“Your sexiness is distracting me,” he growls into my ear, and kisses the sensitive skin behind it, sending shivers through me. “Are you cold?”
He chuckles and hugs me tight before releasing me to pull the picnic basket to our side. “I brought dessert.”
“What did you bring? Please say chocolate. Raisinets would be good.”
He raises an eyebrow quizzically.
“We’re at the movies. Candy? Popcorn?”
He smirks. “First date,” he reminds me with a smile, his dimple winking down at me.
“What did you bring?”
“Strawberries,” he replies with a straight face. “Covered in chocolate.”
“God bless you,” I say as he holds one up to my lips. I bite through the hard milk chocolate and sweet, juicy berry, and Josh’s eyes greedily watch my mouth. Suddenly I forget about the movie and the dozens of people sitting around us as I take another bite of the delicious treat.
“My turn,” I whisper, and reach into the basket for another strawberry and offer it to his mouth. His eyes shine with mischief as he takes a bite and then bends down to kiss me, the chocolate and the juice from the berry on his lips. I lick them clean and he kisses me firmly.
“I’m about to make a scene,” he whispers, making me chuckle.
I pull away from him and munch on chocolate strawberries as he pours me a glass of sweet white wine.
“Red Solo cups are so romantic,” I giggle softly.
“I can’t pour it into wineglasses.” He shakes his head, a wide grin on his face. “Alcohol is prohibited in this park.” He places his finger over his lips, warning me to keep our secret between us, and then takes a sip of my wine before handing it to me.
“You’re not having any?” I take a drink.
“I’m driving us home.”
“Not for a while.”
“That remains to be seen.” He runs the backs of his knuckles down my cheek. “I’m having a very hard time keeping my hands off you.”
Just like that, it’s as if the wind were knocked out of me.
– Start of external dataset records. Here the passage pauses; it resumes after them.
//! C4: recursive crawl engine. Drives a [`Fetcher`] across a frontier of
//! `(canonical_url, depth)` pairs with bounded concurrency.
//!
//! Grounded on the teacher's `main.rs::run` worker pool (`Arc<Mutex<Repo>>`,
//! an atomic depth counter, an atomic pending counter, a fixed task count)
//! and `repo.rs::InMemoryRepo`, generalized from marker-based depth
//! bookkeeping to explicit `(url, depth)` frontier items and a real
//! `tokio::sync::Semaphore` concurrency gate.

use std::collections::{HashSet, VecDeque};
use std::sync::atomic::{AtomicUsize, Ordering};
use std::sync::Arc;

use tokio::sync::{Mutex, Semaphore};
use url::Url;

use crate::error::Result;
use crate::fetch::{FetchRequest, FetchStatus, Fetcher};
use crate::index::{IndexRecord, IndexWriter};
use crate::robots::RobotsCache;
use crate::url_canon;

pub const DEFAULT_MAX_CONCURRENT_HTTP: usize = 50;
pub const DEFAULT_MAX_CONCURRENT_BROWSER: usize = 4;

pub struct CrawlConfig {
    pub max_depth: u32,
    pub max_concurrent_requests: usize,
    pub force: bool,
    pub max_file_size: u64,
    pub timeout: std::time::Duration,
}

impl Default for CrawlConfig {
    fn default() -> Self {
        Self {
            max_depth: 5,
            max_concurrent_requests: DEFAULT_MAX_CONCURRENT_HTTP,
            force: false,
            max_file_size: 50 * 1024 * 1024,
            timeout: std::time::Duration::from_secs(30),
        }
    }
}

struct FrontierItem {
    url: Url,
    depth: u32,
}

struct Frontier {
    queue: VecDeque<FrontierItem>,
    visited: HashSet<String>,
}

impl Frontier {
    fn new() -> Self {
        Self { queue: VecDeque::new(), visited: HashSet::new() }
    }

    /// Returns `true` if this is the first time `url` has been seen.
    fn mark_visited(&mut self, url: &Url) -> bool {
        self.visited.insert(url.as_str().to_string())
    }

    fn push(&mut self, url: Url, depth: u32) {
        self.queue.push_back(FrontierItem { url, depth });
    }

    fn pop(&mut self) -> Option<FrontierItem> {
        self.queue.pop_front()
    }
}

/// Run a recursive crawl seeded at `seed_url`, writing [`IndexRecord`]s to
/// `index_writer` and fetched bodies under `content_dir`. Returns once the
/// frontier has drained and every in-flight worker has gone idle.
pub async fn crawl(
    seed_url: &str,
    content_dir: &std::path::Path,
    fetcher: Arc<dyn Fetcher>,
    robots: Arc<RobotsCache>,
    index_writer: Arc<IndexWriter>,
    config: CrawlConfig,
) -> Result<()> {
    let seed = url_canon::canonicalize(seed_url)?;

    if url_canon::is_internal(&seed) {
        return Err(crate::error::Error::SsrfBlocked(seed.to_string()));
    }

    let seed_host = seed.host_str().unwrap_or("").to_string();

    let frontier = Arc::new(Mutex::new(Frontier::new()));
    {
        let mut f = frontier.lock().await;
        f.mark_visited(&seed);
        f.push(seed.clone(), 0);
    }

    let semaphore = Arc::new(Semaphore::new(config.max_concurrent_requests.max(1)));
    // Counts frontier items that exist but have not finished processing
    // (queued or currently in-flight, including any children a fetch may
    // still enqueue). Reaching zero means the crawl is done: nothing queued,
    // nothing in-flight.
    let outstanding = Arc::new(AtomicUsize::new(1));
    let max_depth = config.max_depth;
    let force = config.force;
    let max_file_size = config.max_file_size;
    let timeout = config.timeout;

    let worker_count = config.max_concurrent_requests.max(1).min(64);
    let mut handles = Vec::with_capacity(worker_count);

    for _ in 0..worker_count {
        let frontier = Arc::clone(&frontier);
        let semaphore = Arc::clone(&semaphore);
        let outstanding = Arc::clone(&outstanding);
        let fetcher = Arc::clone(&fetcher);
        let robots = Arc::clone(&robots);
        let index_writer = Arc::clone(&index_writer);
        let content_dir = content_dir.to_path_buf();
        let seed_host = seed_host.clone();

        handles.push(tokio::spawn(async move {
            loop {
                let item = {
                    let mut f = frontier.lock().await;
                    f.pop()
                };

                let Some(item) = item else {
                    if outstanding.load(Ordering::SeqCst) == 0 {
                        return;
                    }
                    tokio::task::yield_now().await;
                    continue;
                };

                let _permit = semaphore.acquire().await;

                process_one(
                    item,
                    &seed_host,
                    max_depth,
                    force,
                    max_file_size,
                    timeout,
                    &content_dir,
                    &frontier,
                    &outstanding,
                    &fetcher,
                    &robots,
                    &index_writer,
                )
                .await;

                outstanding.fetch_sub(1, Ordering::SeqCst);
            }
        }));
    }

    for handle in handles {
        let _ = handle.await;
    }

    Ok(())
}

#[allow(clippy::too_many_arguments)]
async fn process_one(
    item: FrontierItem,
    seed_host: &str,
    max_depth: u32,
    force: bool,
    max_file_size: u64,
    timeout: std::time::Duration,
    content_dir: &std::path::Path,
    frontier: &Arc<Mutex<Frontier>>,
    outstanding: &Arc<AtomicUsize>,
    fetcher: &Arc<dyn Fetcher>,
    robots: &Arc<RobotsCache>,
    index_writer: &Arc<IndexWriter>,
) {
    let url = item.url;
    let original_url = url.to_string();

    if !robots.is_allowed(&url).await {
        let record = IndexRecord::failure(
            &original_url,
            &original_url,
            FetchStatus::FailedRobotstxt,
            "disallowed by robots.txt",
        );
        let _ = index_writer.append(&record).await;
        tracing::info!(url = %url, "blocked by robots.txt");
        return;
    }

    let local_path = match url_canon::url_to_local_path(content_dir, &url) {
        Ok(p) => p,
        Err(e) => {
            let record = IndexRecord::failure(&original_url, &original_url, FetchStatus::Failed, e.to_string());
            let _ = index_writer.append(&record).await;
            return;
        }
    };

    let relative_path = local_path
        .strip_prefix(content_dir)
        .unwrap_or(&local_path)
        .to_string_lossy()
        .replace('\\', "/");

    let request = FetchRequest {
        url: &url,
        target_path: &local_path,
        allowed_base: content_dir,
        force,
        max_size: max_file_size,
        timeout,
    };

    let outcome = match fetcher.fetch(request).await {
        Ok(o) => o,
        Err(e) => {
            let record = IndexRecord::failure(&original_url, &original_url, FetchStatus::Failed, e.to_string());
            let _ = index_writer.append(&record).await;
            tracing::warn!(url = %url, error = %e, "fetch failed");
            return;
        }
    };

    tracing::debug!(url = %url, status = ?outcome.status, "fetch complete");

    let http_status = crate::fetch::http::status_or_none(outcome.http_status);

    let record = match outcome.status {
        FetchStatus::Success => IndexRecord::success(
            &original_url,
            &original_url,
            &relative_path,
            outcome.content_type.clone(),
            outcome.content_md5.clone(),
        )
        .with_http_status(http_status),
        FetchStatus::Skipped => IndexRecord {
            original_url: original_url.clone(),
            canonical_url: original_url.clone(),
            local_path: relative_path.clone(),
            fetch_status: FetchStatus::Skipped,
            http_status: None,
            content_type: None,
            content_md5: None,
            error_message: None,
            timestamp: chrono::Utc::now(),
        },
        other => IndexRecord::failure(
            &original_url,
            &original_url,
            other,
            outcome.error_message.clone().unwrap_or_default(),
        )
        .with_http_status(http_status),
    };
    let _ = index_writer.append(&record).await;

    if outcome.status != FetchStatus::Success || item.depth >= max_depth {
        return;
    }

    let mut f = frontier.lock().await;
    for link in &outcome.detected_links {
        let Ok(resolved) = url.join(link) else { continue };
        let Ok(canonical) = url_canon::canonicalize(resolved.as_str()) else { continue };

        if canonical.host_str() != Some(seed_host) {
            continue;
        }

        if f.mark_visited(&canonical) {
            f.push(canonical, item.depth + 1);
            outstanding.fetch_add(1, Ordering::SeqCst);
        }
    }
}

#[cfg(test)]
mod tests {
    use super::*;
    use crate::fetch::http::HttpFetcher;
    use crate::index::read_index;
    use wiremock::matchers::{method, path};
    use wiremock::{Mock, MockServer, ResponseTemplate};

    /// `process_one` is exercised directly against a `wiremock::MockServer`
    /// rather than through `crawl()`, since `crawl()`'s own SSRF guard
    /// rejects loopback seeds by design (covered by `url_canon`'s tests).
    async fn harness() -> (Arc<dyn Fetcher>, Arc<RobotsCache>, Arc<IndexWriter>, tempfile::TempDir) {
        let client = reqwest::Client::new();
        let fetcher: Arc<dyn Fetcher> = Arc::new(HttpFetcher::new(client.clone()));
        let robots = RobotsCache::new(client);
        let dir = tempfile::tempdir().unwrap();
        let writer = Arc::new(IndexWriter::create(dir.path(), "batch").await.unwrap());
        (fetcher, robots, writer, dir)
    }

    #[tokio::test]
    async fn two_hop_crawl_enqueues_same_host_link_and_records_success() {
        let server = MockServer::start().await;
        Mock::given(method("GET"))
            .and(path("/robots.txt"))
            .respond_with(ResponseTemplate::new(404))
            .mount(&server)
            .await;
        Mock::given(method("GET"))
            .and(path("/page"))
            .respond_with(ResponseTemplate::new(200).set_body_string(r#"<a href="/next">next</a>"#))
            .mount(&server)
            .await;

        let (fetcher, robots, index_writer, dir) = harness().await;
        let frontier = Arc::new(Mutex::new(Frontier::new()));
        let outstanding = Arc::new(AtomicUsize::new(1));
        let seed_host = url::Url::parse(&server.uri()).unwrap().host_str().unwrap().to_string();

        let url = url::Url::parse(&format!("{}/page", server.uri())).unwrap();
        frontier.lock().await.mark_visited(&url);

        process_one(
            FrontierItem { url, depth: 0 },
            &seed_host,
            5,
            false,
            50 * 1024 * 1024,
            std::time::Duration::from_secs(5),
            dir.path(),
            &frontier,
            &outstanding,
            &fetcher,
            &robots,
            &index_writer,
        )
        .await;

        let mut f = frontier.lock().await;
        let queued = f.pop().expect("link should have been enqueued");
        assert!(queued.url.as_str().ends_with("/next"));
        assert_eq!(queued.depth, 1);
        drop(f);

        let records = read_index(dir.path(), "batch").await.unwrap();
        assert_eq!(records.len(), 1);
        assert_eq!(records[0].fetch_status, FetchStatus::Success);
    }

    #[tokio::test]
    async fn robots_disallowed_url_is_skipped_without_enqueueing_links() {
        let server = MockServer::start().await;
        Mock::given(method("GET"))
            .and(path("/robots.txt"))
            .respond_with(ResponseTemplate::new(200).set_body_string("User-agent: *\nDisallow: /private\n"))
            .mount(&server)
            .await;

        let (fetcher, robots, index_writer, dir) = harness().await;
        let frontier = Arc::new(Mutex::new(Frontier::new()));
        let outstanding = Arc::new(AtomicUsize::new(1));
        let seed_host = url::Url::parse(&server.uri()).unwrap().host_str().unwrap().to_string();

        let url = url::Url::parse(&format!("{}/private/page", server.uri())).unwrap();
        frontier.lock().await.mark_visited(&url);

        process_one(
            FrontierItem { url, depth: 0 },
            &seed_host,
            5,
            false,
            50 * 1024 * 1024,
            std::time::Duration::from_secs(5),
            dir.path(),
            &frontier,
            &outstanding,
            &fetcher,
            &robots,
            &index_writer,
        )
        .await;

        assert!(frontier.lock().await.pop().is_none());

        let records = read_index(dir.path(), "batch").await.unwrap();
        assert_eq!(records.len(), 1);
        assert_eq!(records[0].fetch_status, FetchStatus::FailedRobotstxt);
    }

    #[tokio::test]
    async fn links_past_max_depth_are_not_enqueued() {
        let server = MockServer::start().await;
        Mock::given(method("GET"))
            .and(path("/robots.txt"))
            .respond_with(ResponseTemplate::new(404))
            .mount(&server)
            .await;
        Mock::given(method("GET"))
            .and(path("/leaf"))
            .respond_with(ResponseTemplate::new(200).set_body_string(r#"<a href="/deeper">deeper</a>"#))
            .mount(&server)
            .await;

        let (fetcher, robots, index_writer, dir) = harness().await;
        let frontier = Arc::new(Mutex::new(Frontier::new()));
        let outstanding = Arc::new(AtomicUsize::new(1));
        let seed_host = url::Url::parse(&server.uri()).unwrap().host_str().unwrap().to_string();

        let url = url::Url::parse(&format!("{}/leaf", server.uri())).unwrap();
        frontier.lock().await.mark_visited(&url);

        process_one(
            FrontierItem { url, depth: 2 },
            &seed_host,
            2,
            false,
            50 * 1024 * 1024,
            std::time::Duration::from_secs(5),
            dir.path(),
            &frontier,
            &outstanding,
            &fetcher,
            &robots,
            &index_writer,
        )
        .await;

        assert!(frontier.lock().await.pop().is_none());
    }

    #[tokio::test]
    async fn http_404_is_recorded_as_failed_request_with_status() {
        let server = MockServer::start().await;
        Mock::given(method("GET"))
            .and(path("/robots.txt"))
            .respond_with(ResponseTemplate::new(404))
            .mount(&server)
            .await;
        Mock::given(method("GET"))
            .and(path("/missing"))
            .respond_with(ResponseTemplate::new(404))
            .mount(&server)
            .await;

        let (fetcher, robots, index_writer, dir) = harness().await;
        let frontier = Arc::new(Mutex::new(Frontier::new()));
        let outstanding = Arc::new(AtomicUsize::new(1));
        let seed_host = url::Url::parse(&server.uri()).unwrap().host_str().unwrap().to_string();

        let url = url::Url::parse(&format!("{}/missing", server.uri())).unwrap();
        frontier.lock().await.mark_visited(&url);

        process_one(
            FrontierItem { url, depth: 0 },
            &seed_host,
            5,
            false,
            50 * 1024 * 1024,
            std::time::Duration::from_secs(5),
            dir.path(),
            &frontier,
            &outstanding,
            &fetcher,
            &robots,
            &index_writer,
        )
        .await;

        let records = read_index(dir.path(), "batch").await.unwrap();
        assert_eq!(records.len(), 1);
        assert_eq!(records[0].fetch_status, FetchStatus::FailedRequest);
        assert_eq!(records[0].http_status, Some(404));
    }
}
He says the sweetest things.
The first movie ends and the crowd stirs, people standing and stretching, gathering blankets and bags of snacks. Kids whine about having to go home to bed. Some parents let their little ones simply sleep on the blankets on the ground while they stay for the second show.
“I’m gonna go use the restroom.” I stand and raise my hands over my head, stretching up on my toes. “I’ll be back.”
A line wraps around the small brown-brick restroom building, but it seems to be moving fairly quickly. I move to the back of the line and notice a group of women about five people ahead of me.
If there had been “mean girls” in my high school, it would have been two of those three girls. Sunny Lawson and Lauren Cunningham were classmates of Jillian’s and mine, and they were horrible. Both from wealthy families, they were pretty and popular and incredibly snobby. I frown, remembering. Actually, that’s not true. Lauren was always just quiet. She was never cruel, she just hung out with girls who were.
I wonder why?
The third woman, Misty Maddox, is newer to town. I believe she’s only been here for a couple of years, but, boy, does she ever fit in well with that group. I’ve never met a cattier woman.
“. . . Cara Donovan.”
My ears immediately perk up at the sound of my name.
“He’s not interested in Cara.” Misty smirks.
“Didn’t you see them sitting together?” Sunny asks. “He looked interested to me.”
Oh, trust me, he’s interested.
“Why would he be interested in that fat bitch? Trust me, he just feels sorry for her because the tree fell on her house. You know how he is, always saving someone from something.” Misty shakes her head condescendingly.
“Stop that,” Lauren interrupts. “Cara’s a nice person.”
“I didn’t say she wasn’t,” Misty agrees. “But she’s so not his type. He’s a ten and she’s a three on a good day.”
“At least she’s straightened her hair.” Sunny giggles. “Remember her hair, Lo? Oh, God, what a mess!”
“Tell me about her hair!” Misty is smiling giddily and I just want to throw up. I’m mortified. I want to run away, but I can’t make my feet move. They still haven’t seen me, and the people in front of me haven’t noticed me standing here either.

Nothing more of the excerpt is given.